Thoughts and updates from the OpenIO team

Running intricate experiments with bespoke sensors: case study

How can you help lab teams struggling with a sensitive subject matter, a huge workload and lots of data analysis? We’ve recently been working with Professor Andrea Brand’s Group at The Gurdon Institute at the University of Cambridge, helping them improve how they manage intricate experiments on the genetic traits of fruit flies.

The Gurdon Institute Team

The Brand Group at Gurdon are working on a very intricate and sensitive experiment monitoring the genetic traits of fruit flies. Simply, the team want to see the effect of conditions they impose on the environment of the fruit flies – but achieving this is much more complex.

They run many experiments concurrently, each taking many days. This means the project has many different variations that occur within each experiment, usually in growth conditions or the environment. These variations mean that factors influencing the experiment can go untraced, and with so many repetitions in the experiment, this can be a recipe for a data disaster.    

What the team needs is sensitivity in their equipment so that they can control the environment of the experiment. They only want to change genetic and biochemical factors to monitor the fruit flies, to make clear key events and what is a natural activity or a disease presentation. Any other anomalies can render their experiments invalid very quickly.

Small investment, big results

This challenge is one OpenIOLabs are primed to tackle. Our kit was installed to track the temperature of their incubators, where the fruit flies are kept during each experiment, and to bring all of the lab equipment together. As you can imagine, their type of research is fairly niche so there isn’t any purpose-built solution for them, instead, they have to make do. They have a lot of equipment that they’ve bought and tweaked to do what they need to, but of course, these run on different systems, use different code and are controlled in different ways.

The OpenIOLabs system allows them to use all their equipment together easily and to create a bespoke sensor solution for their specific situation. They can now control the sensors, monitor the conditions, set up alerts (in case of a change in conditions) and access all the data easily in one format.

Transforming control and analysis of complex experiments

OpenIOLabs offers control for the Gurdon team, and for anyone running a complex and sensitive experiment like this. Some of the main advantages include 24-hour remote access, bespoke sensor installation and much-improved data analysis.

As soon as the OpenIOLabs system was installed, the team had instant access 24 hours a day. There are multiple experiments which are extremely intricate and affected by the slightest changes, so being able to monitor and control them from anywhere (not just the lab) is incredibly valuable. As we’ve explored in previous blogs, this not only protects their work but even improves work/life balance.

Their new setup has also allowed the team to install bespoke sensors where they actually need them, which then means they can see the conditions in which the fruit flies exist. This sounds like a small matter, but the difference in temperature from the top and bottom of the incubator can vary greatly, and this would have an effect on the development of the fruit fly. The additional sensors allow for sensitive and specific monitoring of the entire environment, meaning that researchers don’t discover anomalies after the experiment is over.

Managing big data

Then we come to data analysis, these experiments produce huge amounts of data, which were previously in different formats. OpenIOLabs collects the data from each piece of equipment in one language or format and then tags it with relevant metadata ready for analysis. This metadata contextualises the results and the potential to see cause and effect over long periods of time – something which is hard to achieve in traditional lab data analysis.
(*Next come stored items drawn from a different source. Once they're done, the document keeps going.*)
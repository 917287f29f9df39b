//! The log-in endpoint that exchanges an email and password for an auth token.

use std::sync::{Arc, Mutex};

use axum::{
    Json,
    extract::{FromRef, State},
};
use rusqlite::Connection;
use serde::{Deserialize, Serialize};
use time::Duration;

use crate::{
    AppState, Error,
    auth::{JwtKeys, UserProfile, get_user_by_email, token::encode_token},
    db::lock_connection,
};

/// The state needed to check credentials and hand out tokens.
#[derive(Debug, Clone)]
pub struct LogInState {
    /// The keys used to sign new tokens.
    pub jwt_keys: JwtKeys,
    /// How long new tokens are valid for.
    pub token_duration: Duration,
    /// The database connection for looking up users.
    pub db_connection: Arc<Mutex<Connection>>,
}

impl FromRef<AppState> for LogInState {
    fn from_ref(state: &AppState) -> Self {
        Self {
            jwt_keys: state.jwt_keys.clone(),
            token_duration: state.token_duration,
            db_connection: state.db_connection.clone(),
        }
    }
}

/// The body of a log-in request.
#[derive(Deserialize)]
pub struct LogInForm {
    /// The email the user registered with.
    pub email: String,
    /// The user's password in plain text.
    pub password: String,
}

/// The response to a successful registration or log-in.
#[derive(Debug, Serialize, Deserialize)]
pub struct AuthResponse {
    /// The token to send in the `Authorization` header of later requests.
    pub token: String,
    /// The user the token belongs to.
    pub user: UserProfile,
}

/// A route handler for logging in a user.
///
/// An unknown email and a wrong password get the same [Error::InvalidCredentials]
/// response so that clients cannot find out which emails are registered.
pub async fn post_log_in(
    State(state): State<LogInState>,
    Json(form): Json<LogInForm>,
) -> Result<Json<AuthResponse>, Error> {
    let user = {
        let connection = lock_connection(&state.db_connection)?;

        match get_user_by_email(&form.email, &connection) {
            Ok(user) => user,
            Err(Error::NotFound) => return Err(Error::InvalidCredentials),
            Err(error) => return Err(error),
        }
    };

    if !user.password_hash.verify(&form.password)? {
        tracing::debug!("wrong password for user {}", user.id);
        return Err(Error::InvalidCredentials);
    }

    let token = encode_token(user.id, &state.jwt_keys, state.token_duration)?;
    tracing::info!("user {} logged in", user.id);

    Ok(Json(AuthResponse {
        token,
        user: user.into(),
    }))
}
//! Implements a struct that holds the state of the REST server.

use std::sync::{Arc, Mutex};

use rusqlite::Connection;
use time::Duration;

use crate::{
    Error,
    auth::{DEFAULT_TOKEN_DURATION, JwtKeys, PasswordHash},
    db::initialize,
};

/// The state of the REST server.
#[derive(Debug, Clone)]
pub struct AppState {
    /// The keys for signing and verifying auth tokens.
    pub jwt_keys: JwtKeys,

    /// How long an auth token is valid for after it is issued.
    pub token_duration: Duration,

    /// The bcrypt cost used when hashing the passwords of new users.
    pub password_hash_cost: u32,

    /// The database connection
    pub db_connection: Arc<Mutex<Connection>>,
}

impl AppState {
    /// Create a new [AppState] with a SQLite database connection.
    ///
    /// This function will initialize the database by adding the tables for the domain models.
    /// `jwt_secret` is used to sign the auth tokens handed out at log-in.
    ///
    /// # Errors
    /// Returns an error if the database cannot be initialized.
    pub fn new(db_connection: Connection, jwt_secret: &str) -> Result<Self, Error> {
        initialize(&db_connection)?;

        Ok(Self {
            jwt_keys: JwtKeys::from_secret(jwt_secret),
            token_duration: DEFAULT_TOKEN_DURATION,
            password_hash_cost: PasswordHash::DEFAULT_COST,
            db_connection: Arc::new(Mutex::new(db_connection)),
        })
    }

    /// Set how long issued auth tokens stay valid.
    pub fn with_token_duration(mut self, token_duration: Duration) -> Self {
        self.token_duration = token_duration;
        self
    }
}
//! Defines the endpoint for recording a new transaction.

use axum::{
    Extension, Json,
    extract::State,
    http::StatusCode,
};
use rust_decimal::Decimal;
use serde::Deserialize;
use time::Date;

use crate::{
    Error,
    account::AccountId,
    auth::UserID,
    db::lock_connection,
    transaction::{
        balance::create_transaction,
        core::{Category, Transaction, TransactionState, TransactionType, validate_description},
    },
};

/// The body of a request to record a transaction.
#[derive(Debug, Deserialize)]
pub struct TransactionForm {
    /// The account the transaction is recorded against.
    pub account_id: AccountId,
    /// The amount of money.
    pub amount: Decimal,
    /// What the transaction was for.
    pub description: String,
    /// The category, defaults to other.
    #[serde(default)]
    pub category: Category,
    /// When the transaction happened, defaults to today.
    pub date: Option<Date>,
    /// Whether the money comes in, goes out or moves to another account.
    #[serde(rename = "type")]
    pub transaction_type: TransactionType,
    /// The receiving account of a transfer.
    pub transfer_to: Option<AccountId>,
}

/// A route handler for recording a transaction and updating the account balances it affects.
pub async fn create_transaction_endpoint(
    State(state): State<TransactionState>,
    Extension(user_id): Extension<UserID>,
    Json(form): Json<TransactionForm>,
) -> Result<(StatusCode, Json<Transaction>), Error> {
    let description = validate_description(&form.description)?;
    let mut builder = Transaction::build(
        form.account_id,
        form.amount,
        form.transaction_type,
        &description,
    )
    .category(form.category)
    .transfer_to(form.transfer_to);

    if let Some(date) = form.date {
        builder = builder.date(date);
    }

    let connection = lock_connection(&state.db_connection)?;
    let transaction = create_transaction(user_id, builder, &connection)?;
    tracing::info!(
        "user {user_id} recorded transaction {} on account {}",
        transaction.id,
        transaction.account_id
    );

    Ok((StatusCode::CREATED, Json(transaction)))
}
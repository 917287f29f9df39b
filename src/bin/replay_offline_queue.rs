use std::process::ExitCode;

use clap::Parser;
use tracing_subscriber::{EnvFilter, layer::SubscriberExt, util::SubscriberInitExt};

use finance_manager::offline::{HttpTransport, OfflineStore, replay};

/// Send the requests queued while the finance manager API was unreachable.
#[derive(Parser, Debug)]
#[command(version, about, long_about = None)]
struct Args {
    /// File path to the SQLite database with the offline queue.
    #[arg(long)]
    queue_path: String,

    /// The address of the API, e.g. `https://localhost:3000`.
    #[arg(long)]
    base_url: String,

    /// The auth token to send the requests with.
    #[arg(long, env = "API_TOKEN", hide_env_values = true)]
    api_token: String,
}

#[tokio::main]
async fn main() -> ExitCode {
    tracing_subscriber::registry()
        .with(tracing_subscriber::fmt::layer())
        .with(EnvFilter::try_from_default_env().unwrap_or_else(|_| EnvFilter::new("info")))
        .init();

    let args = Args::parse();

    let store = match OfflineStore::open(&args.queue_path) {
        Ok(store) => store,
        Err(error) => {
            tracing::error!("Could not open the queue at {}: {error}", args.queue_path);
            return ExitCode::FAILURE;
        }
    };

    let transport = HttpTransport::new(&args.base_url).with_token(args.api_token);

    match replay(&store, &transport).await {
        Ok(report) => {
            println!(
                "Replayed {}, failed {}, {} still queued.",
                report.replayed, report.failed, report.remaining
            );

            if report.remaining == 0 {
                ExitCode::SUCCESS
            } else {
                ExitCode::FAILURE
            }
        }
        Err(error) => {
            tracing::error!("Could not replay the queue: {error}");
            ExitCode::FAILURE
        }
    }
}
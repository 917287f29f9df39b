//! Authentication middleware that checks the auth token sent with each request.

use axum::{
    extract::{FromRef, FromRequestParts, Request, State},
    http::request::Parts,
    middleware::Next,
    response::{IntoResponse, Response},
};
use axum_extra::{
    TypedHeader,
    headers::{Authorization, authorization::Bearer},
};

use crate::{
    AppState, Error,
    auth::{JwtKeys, UserID, token::decode_token},
};

/// The header older clients send the token in instead of `Authorization`.
pub const AUTH_TOKEN_HEADER: &str = "x-auth-token";

/// The state needed for the auth middleware
#[derive(Debug, Clone)]
pub struct AuthState {
    /// The keys for verifying auth tokens.
    pub jwt_keys: JwtKeys,
}

impl FromRef<AppState> for AuthState {
    fn from_ref(state: &AppState) -> Self {
        Self {
            jwt_keys: state.jwt_keys.clone(),
        }
    }
}

/// Get the raw token from the `Authorization: Bearer` header, falling back to [AUTH_TOKEN_HEADER].
async fn get_token(parts: &mut Parts) -> Option<String> {
    if let Ok(TypedHeader(Authorization(bearer))) =
        TypedHeader::<Authorization<Bearer>>::from_request_parts(parts, &()).await
    {
        return Some(bearer.token().to_owned());
    }

    parts
        .headers
        .get(AUTH_TOKEN_HEADER)
        .and_then(|value| value.to_str().ok())
        .map(|token| token.trim().to_owned())
        .filter(|token| !token.is_empty())
}

/// Middleware function that checks for a valid auth token.
///
/// The user ID is placed into the request and then the request executed normally if the token
/// is valid, otherwise a 401 response is returned and the route handler never runs.
///
/// **Note**: Route handlers can use the function argument `Extension(user_id): Extension<UserID>` to receive the user ID.
pub async fn auth_guard(State(state): State<AuthState>, request: Request, next: Next) -> Response {
    let (mut parts, body) = request.into_parts();

    let user_id: UserID = match get_token(&mut parts).await {
        Some(token) => match decode_token(&token, &state.jwt_keys) {
            Ok(claims) => claims.id,
            Err(error) => return error.into_response(),
        },
        None => {
            tracing::debug!("no auth token for {} {}", parts.method, parts.uri.path());
            return Error::MissingToken.into_response();
        }
    };

    parts.extensions.insert(user_id);
    next.run(Request::from_parts(parts, body)).await
}
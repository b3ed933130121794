//! The core module holds the error type, graph settings and the traits used to talk to the backend.

pub mod error;
pub mod settings;
pub mod traits;
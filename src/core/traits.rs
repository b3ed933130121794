//! Defines the traits the graph uses to talk to the rendering backend.
//!
//! The graph never creates GPU objects or records commands itself. Texture and view creation goes
//! through a [`Device`], command recording and submission through a [`Queue`].

use std::fmt::Debug;

use anyhow::Result;

use crate::resource::texture::{TextureDesc, ViewCapabilities};

/// Creates and releases the concrete textures and views backing graph resources.
pub trait Device {
    /// Backend texture handle.
    type Texture: Debug;
    /// Backend view handle. Views are owned by their texture and released with it.
    type View: Copy + Debug + PartialEq;

    /// Allocate a new texture that supports at least the given view capabilities.
    fn create_texture(&mut self, desc: &TextureDesc, capabilities: ViewCapabilities) -> Result<Self::Texture>;
    /// Create a view on a texture. `capability` always has exactly one bit set.
    fn create_view(&mut self, texture: &Self::Texture, capability: ViewCapabilities) -> Result<Self::View>;
    /// Release a texture and all views created on it.
    fn release(&mut self, texture: Self::Texture);
}

/// Hands out recording contexts and submits them to the GPU.
pub trait Queue {
    /// Opaque recording context passed to every pass callback.
    type CmdBuffer;

    /// Begin a new recording context.
    fn begin(&mut self) -> Result<Self::CmdBuffer>;
    /// Submit a fully recorded context.
    fn submit(&mut self, cmd: Self::CmdBuffer) -> Result<()>;
}
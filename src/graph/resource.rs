use bitflags::bitflags;

use crate::graph::virtual_resource::ResourceHandle;
use crate::resource::texture::ViewCapabilities;

bitflags! {
    /// How a pass accesses one of its resources.
    #[derive(Debug, Default, Copy, Clone, Hash, PartialEq, Eq)]
    pub struct ResourceAccess: u8 {
        /// The pass reads the current contents of the resource
        const READ = 1 << 0;
        /// The pass writes the resource
        const WRITE = 1 << 1;
        /// The pass reads and then writes the resource
        const READ_WRITE = Self::READ.bits() | Self::WRITE.bits();
    }
}

/// What happens to the previous contents of a resource a pass writes to.
#[derive(Debug, Default, Copy, Clone, Hash, PartialEq, Eq)]
pub enum LoadOp {
    /// Previous contents are undefined and may be overwritten freely.
    #[default]
    Discard,
    /// Previous contents are preserved. This makes the pass a reader of the resource as well.
    Load,
    /// The resource is cleared before use.
    Clear,
}

impl LoadOp {
    /// The access a pass performs on a resource it outputs to with this load op.
    pub fn access(&self) -> ResourceAccess {
        match self {
            LoadOp::Load => ResourceAccess::READ_WRITE,
            LoadOp::Discard | LoadOp::Clear => ResourceAccess::WRITE,
        }
    }
}

/// One resource declaration of a pass.
#[derive(Debug, Copy, Clone, PartialEq, Eq)]
pub struct PassResource {
    pub(crate) handle: ResourceHandle,
    pub(crate) access: ResourceAccess,
    pub(crate) capability: ViewCapabilities,
}

impl PassResource {
    /// The resource this declaration refers to.
    pub fn handle(&self) -> ResourceHandle {
        self.handle
    }

    /// How the pass accesses the resource.
    pub fn access(&self) -> ResourceAccess {
        self.access
    }

    /// The view the pass needs on the resource.
    pub fn capability(&self) -> ViewCapabilities {
        self.capability
    }

    /// Whether this usage is a read operation
    pub fn is_read(&self) -> bool {
        self.access.contains(ResourceAccess::READ)
    }

    /// Whether this usage is a write operation
    pub fn is_write(&self) -> bool {
        self.access.contains(ResourceAccess::WRITE)
    }
}
pub use crate::core::error::Error;
pub use crate::core::settings::*;
pub use crate::core::traits::*;

pub use crate::graph::frame_graph::{FrameGraph, GraphViz};
pub use crate::graph::islands::{Island, IslandPartition};
pub use crate::graph::pass::{EmptyPassExecutor, Pass, PassBuilder, PassExecutor, PassKind};
pub use crate::graph::physical_resource::{PhysicalResource, PhysicalResourceBindings};
pub use crate::graph::record::RecordGraph;
pub use crate::graph::resource::{LoadOp, PassResource, ResourceAccess};
pub use crate::graph::virtual_resource::{ResourceDesc, ResourceHandle, ResourceType, VirtualResource};

pub use crate::resource::pool::{TransientPool, TransientTexture};
pub use crate::resource::texture::{Format, TextureDesc, ViewCapabilities, ViewSet};
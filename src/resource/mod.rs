//! Exposes the texture descriptions and the transient pool backing graph resources.

pub mod pool;
pub mod texture;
The data is also stored in a central place – creating accessibility and allowing the team to employ machine learning techniques to analyse the data for patterns.

What’s next?

The team have now implemented OpenIOLabs but this isn’t the end of the story, we’re collaborating with them to achieve much more from our system. The team want to improve reproducibility, something which is very important to scientists. Doing this can help reduce workload and improve the accuracy of experiments. As the system becomes established in their lab they have a lot of data to work from, and it’s all meta-tagged and therefore in context.

We’re excited to continue working with the team at the Gurdon Institute, and we’ll report back on their activity in the future.